Just curious. I haven't started them yet, but I was wondering about alternatives to concrete. I don't have a garage, so concrete will be difficult for me to do. Doing it outside is not an option at the moment, since I live in Wisconsin and it's FREEZING outside and everything is covered in snow lol


----------



## mia_ann (Dec 20, 2008)

I started them because I'm impatient :lol:

Here is the structure from 2 sides:



















Also, is there a fish safe paint I can use to paint this?


----------



## afoctober2 (Apr 7, 2007)

Don't know how this would work but possibly glueing some some gravel rocks using silicone or something.


----------



## mia_ann (Dec 20, 2008)

I was thinking of attatching two bigger tall, column shaped rocks to the bottom on each side to help weigh it down. I don't know, though, I'll have to try some sink tests to see how much weight I need


----------



## afoctober2 (Apr 7, 2007)

I'd like to see how it turns out I actually have similiar project at home but haven't covered it with anything.

I was thinking of using that hydraulic cement patch that says its waterproof.


----------



## mia_ann (Dec 20, 2008)

I can't wait until it's covered. I want to paint it instead of cover it with concrete. Any idea on a fish safe paint?


----------



## D-007 (Jan 3, 2008)

You could cover it with Drylok and then silicone it to the tank.


----------



## mia_ann (Dec 20, 2008)

D-007 said:


> You could cover it with Drylok and then silicone it to the tank.


One problem. There are water and fish in my tank already...

What exactly is Drylok? Is it something like cement?


----------



## D-007 (Jan 3, 2008)

Drylok is a latex masonry waterproofer. You can get it at most any hardware store (Lowes/Home Depot) and brush it on. Here is a link about it

Once it is dry you can put it in the tank.


----------



## mia_ann (Dec 20, 2008)

D-007 said:


> Drylok is a latex masonry waterproofer. You can get it at most any hardware store (Lowes/Home Depot) and brush it on. Here is a link about it
> 
> Once it is dry you can put it in the tank.


Thanks a lot! That sounds great. I do have more questions though.

Is it thick so you can make the surface appear irregular to give it a more realistic look, or should I make some bumps with my silicone before painting with drylock?

How expensive is it?

Is it heavy enough to weigh the structure down?

Do I have to worry about leeching?


----------



## D-007 (Jan 3, 2008)

Sorry ... my eyes glossed over the 'problem' part of your post.

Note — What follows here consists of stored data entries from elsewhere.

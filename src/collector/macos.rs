//! macOS implementation of event collection using CGEvent tap.
//!
//! This module observes mouse button and keyboard events at the system level
//! using macOS's Core Graphics event tap API. It requires Input Monitoring
//! permission. The tap is listen-only, so clicks still reach the application
//! being measured.

use crate::collector::types::{
    ClickEvent, InputEvent, Key, KeyEvent, MouseButton, Point, Transition,
};
use core_foundation::runloop::{kCFRunLoopCommonModes, CFRunLoop};
use core_graphics::event::{
    CGEvent, CGEventTap, CGEventTapLocation, CGEventTapOptions, CGEventTapPlacement, CGEventType,
    CallbackResult, EventField,
};
use crossbeam_channel::{bounded, Receiver, Sender};
use std::sync::atomic::{AtomicBool, Ordering};
use std::sync::Arc;
use std::thread::{self, JoinHandle};

/// Configuration for which event sources to capture.
#[derive(Debug, Clone)]
pub struct CollectorConfig {
    pub capture_keyboard: bool,
    pub capture_mouse: bool,
}

impl Default for CollectorConfig {
    fn default() -> Self {
        Self {
            capture_keyboard: true,
            capture_mouse: true,
        }
    }
}

/// The macOS event collector using CGEvent tap.
pub struct MacOSCollector {
    config: CollectorConfig,
    sender: Sender<InputEvent>,
    receiver: Receiver<InputEvent>,
    running: Arc<AtomicBool>,
    thread_handle: Option<JoinHandle<()>>,
}

impl MacOSCollector {
    /// Create a new macOS collector with the given configuration.
    pub fn new(config: CollectorConfig) -> Self {
        // Bounded so a stalled consumer cannot grow memory without limit
        let (sender, receiver) = bounded(10_000);

        Self {
            config,
            sender,
            receiver,
            running: Arc::new(AtomicBool::new(false)),
            thread_handle: None,
        }
    }

    /// Start capturing events in a background thread.
    ///
    /// Returns an error if the collector is already running. A missing
    /// Input Monitoring permission surfaces as a logged tap creation failure
    /// on the background thread.
    pub fn start(&mut self) -> Result<(), CollectorError> {
        if self.running.load(Ordering::SeqCst) {
            return Err(CollectorError::AlreadyRunning);
        }

        self.running.store(true, Ordering::SeqCst);

        let sender = self.sender.clone();
        let running = self.running.clone();
        let config = self.config.clone();

        let handle = thread::spawn(move || {
            if let Err(e) = run_event_loop(sender, running.clone(), config) {
                tracing::error!("event tap loop failed: {e}");
            }
            running.store(false, Ordering::SeqCst);
        });

        self.thread_handle = Some(handle);
        Ok(())
    }

    /// Stop capturing events.
    pub fn stop(&mut self) {
        self.running.store(false, Ordering::SeqCst);
        if let Some(handle) = self.thread_handle.take() {
            // The run loop wakes every 100ms and exits once running is false
            let _ = handle.join();
        }
    }

    /// Check if the collector is currently running.
    pub fn is_running(&self) -> bool {
        self.running.load(Ordering::SeqCst)
    }

    /// Get the receiver for input events.
    pub fn receiver(&self) -> &Receiver<InputEvent> {
        &self.receiver
    }

    /// Try to receive an event without blocking.
    pub fn try_recv(&self) -> Option<InputEvent> {
        self.receiver.try_recv().ok()
    }
}

impl Drop for MacOSCollector {
    fn drop(&mut self) {
        self.stop();
    }
}

/// Errors that can occur during event collection.
#[derive(Debug)]
pub enum CollectorError {
    AlreadyRunning,
    TapCreationFailed,
    RunLoopSourceFailed,
}

impl std::fmt::Display for CollectorError {
    fn fmt(&self, f: &mut std::fmt::Formatter<'_>) -> std::fmt::Result {
        match self {
            CollectorError::AlreadyRunning => write!(f, "Collector is already running"),
            CollectorError::TapCreationFailed => {
                write!(f, "Failed to create CGEvent tap (is Input Monitoring granted?)")
            }
            CollectorError::RunLoopSourceFailed => {
                write!(f, "Failed to create run loop source")
            }
        }
    }
}

impl std::error::Error for CollectorError {}

/// Build a list of event types to capture based on configuration.
fn build_event_types(config: &CollectorConfig) -> Vec<CGEventType> {
    let mut types = Vec::new();

    if config.capture_keyboard {
        types.push(CGEventType::KeyDown);
        types.push(CGEventType::KeyUp);
    }

    if config.capture_mouse {
        types.push(CGEventType::LeftMouseDown);
        types.push(CGEventType::LeftMouseUp);
        types.push(CGEventType::RightMouseDown);
        types.push(CGEventType::RightMouseUp);
        types.push(CGEventType::OtherMouseDown);
        types.push(CGEventType::OtherMouseUp);
    }

    types
}

/// Run the Core Graphics event loop.
fn run_event_loop(
    sender: Sender<InputEvent>,
    running: Arc<AtomicBool>,
    config: CollectorConfig,
) -> Result<(), CollectorError> {
    let event_types = build_event_types(&config);

    let tap = CGEventTap::new(
        CGEventTapLocation::Session,
        CGEventTapPlacement::HeadInsertEventTap,
        CGEventTapOptions::ListenOnly,
        event_types,
        move |_proxy, event_type, event| {
            if let Some(input_event) = process_cg_event(event_type, event) {
                // Never block the tap: drop the event if the channel is full
                let _ = sender.try_send(input_event);
            }
            CallbackResult::Keep
        },
    )
    .map_err(|_| CollectorError::TapCreationFailed)?;

    let source = tap
        .mach_port()
        .create_runloop_source(0)
        .map_err(|_| CollectorError::RunLoopSourceFailed)?;

    let run_loop = CFRunLoop::get_current();
    unsafe {
        run_loop.add_source(&source, kCFRunLoopCommonModes);
    }

    tap.enable();

    while running.load(Ordering::SeqCst) {
        CFRunLoop::run_in_mode(
            unsafe { kCFRunLoopCommonModes },
            std::time::Duration::from_millis(100),
            false,
        );
    }

    // The tap is disabled when dropped
    Ok(())
}

/// Convert a CGEvent into an InputEvent.
fn process_cg_event(event_type: CGEventType, event: &CGEvent) -> Option<InputEvent> {
    use core_graphics::event::CGEventType::*;

    let click = |button: MouseButton, transition: Transition| {
        let location = event.location();
        Some(InputEvent::Click(ClickEvent::new(
            button,
            transition,
            Some(Point::new(location.x, location.y)),
        )))
    };

    match event_type {
        KeyDown | KeyUp => {
            let code = event.get_integer_value_field(EventField::KEYBOARD_EVENT_KEYCODE);
            let key = Key::from_mac_keycode(code as u32);
            Some(InputEvent::Key(KeyEvent::new(key, matches!(event_type, KeyDown))))
        }

        LeftMouseDown => click(MouseButton::Left, Transition::Down),
        LeftMouseUp => click(MouseButton::Left, Transition::Up),
        RightMouseDown => click(MouseButton::Right, Transition::Down),
        RightMouseUp => click(MouseButton::Right, Transition::Up),

        OtherMouseDown | OtherMouseUp => {
            let number = event.get_integer_value_field(EventField::MOUSE_EVENT_BUTTON_NUMBER);
            let button = if number == 2 {
                MouseButton::Middle
            } else {
                MouseButton::Other
            };
            let transition = if matches!(event_type, OtherMouseDown) {
                Transition::Down
            } else {
                Transition::Up
            };
            click(button, transition)
        }

        _ => None,
    }
}

/// Check if the application has Input Monitoring permission.
///
/// macOS has no direct query for this; creating a passive tap fails when
/// the permission is missing.
pub fn check_permission() -> bool {
    let result = CGEventTap::new(
        CGEventTapLocation::Session,
        CGEventTapPlacement::HeadInsertEventTap,
        CGEventTapOptions::ListenOnly,
        vec![CGEventType::LeftMouseDown],
        |_proxy, _type, _event| CallbackResult::Keep,
    );

    result.is_ok()
}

I would try implementing some heavy rocks (real ones) into your DIY background at the base, then doing the Drylock and test it in the bathtub to see if it floats.


----------



## mia_ann (Dec 20, 2008)

Thats what I was thinking, some long, wide column shaped rocks, one on each side with flat bottoms and tops to weigh it down a bit.


----------



## D-007 (Jan 3, 2008)

Yes it is thick and I believe will give an irregular look.

Pricewise it is $22.95 per gallon.

No you don't have to worry about leaching once it has cured - that is the key part; let it cure for about a week with it being cold. Label will give good instructions/guidlines on this too.

Also, have a read of *this thread* as another alternative to concrete


----------



## mia_ann (Dec 20, 2008)

Thanks D, you have been most helpful :thumb: :dancing:


----------



## mia_ann (Dec 20, 2008)

That other product still requires a messy set of steps. I guess my main problem is I don't have anywhere to put concrete on, since I don't have a garage or basement and it's FREEZING outside.


----------



## gherlevi (Dec 16, 2004)

Don't underestimate how much styrofoam will float! Before you put a lot of time into decorative work, do a trial float of your project.

I know from experience, I spent days working on covering my false styrofoam rocks with cement, only to find out that they floated... severely!... and that silicone would have been the only option.

Fill your bathtub, try to sink a piece of styrofoam, and you'll get an idea of how much weight you need.


----------



## mia_ann (Dec 20, 2008)

Yeah, I was afraid of the gherlevi. I know it floats a lot. How much weight do you estimate I will need?


----------



## gherlevi (Dec 16, 2004)

> How much weight do you estimate I will need?


I can't really say, as the project I did was really "winging it."

I ran a post of the ongoing trials and tribulations:
http://www.cichlid-forum.com/phpBB/view ... highlight=

Don't quote me on this, but a really crude rule of thumb might be that anything more than 2/3 styofoam and 1/3 cement/concrete/rock will likely float. I learned that after trying to carve out the styrofoam from my rocks, and still finding that they floated!

Possible thing to investigate would be some other sort of inert material that you can use as the base or substrate. At the same time, you've already created what you want out of styrofoam, so see if other people have some ideas.

Good luck! Although nothing went as I planned, I had fun trying anyway...


----------



## a_c_arnold (Mar 7, 2008)

I've seen many post where people try to make bottom structures out of styrofoam. It's not a good idea and using silicon is about the only method to holding it down, outside of attaching it to some type of anchor. Styro is very difficult to keep down. If I need a structure for the bottom of my tank, I carve it out of the cement. You can also use regular stone in combination with cement to build a structure. Here's an example of a cement/rock structure that has been painted with drylok. I didn't have a garage either, it was made in the living room of my apartment.









Here's what it looks like in the tank


----------



## mia_ann (Dec 20, 2008)

Well, I'll see if maybe I can anchor it to some real rocks with silicone. A really big rock will probably hold it down :lol:

Or I'll just throw it away. The styro was really cheap, so it won't matter anyway


----------



## gmoses (Dec 4, 2008)

So i was all excited about making this as a nice cave for my tank. So I asked people for help...and they told me to use acetone to melt the styroroam...
Ok so i did that in parts all over and I added a 5lb rock siliconed to it...still it floated. the rock got it down a bit but not even fully submersible. So i went back and added holes and acetone every where and filled the holes with cement. Tested it and almost got it down...but still a few inches off the ground. I finally had to add another pound rock to it and now it sits comfortably at the bottom...
So good luck . 
Looking back i would use many thick layers of cement then poke some holes and use the acetone to shrink the styrofoam


----------



## Mcdaphnia (Dec 16, 2003)

If it comes to throwing it away, give or sell it to a reptile keeper.


----------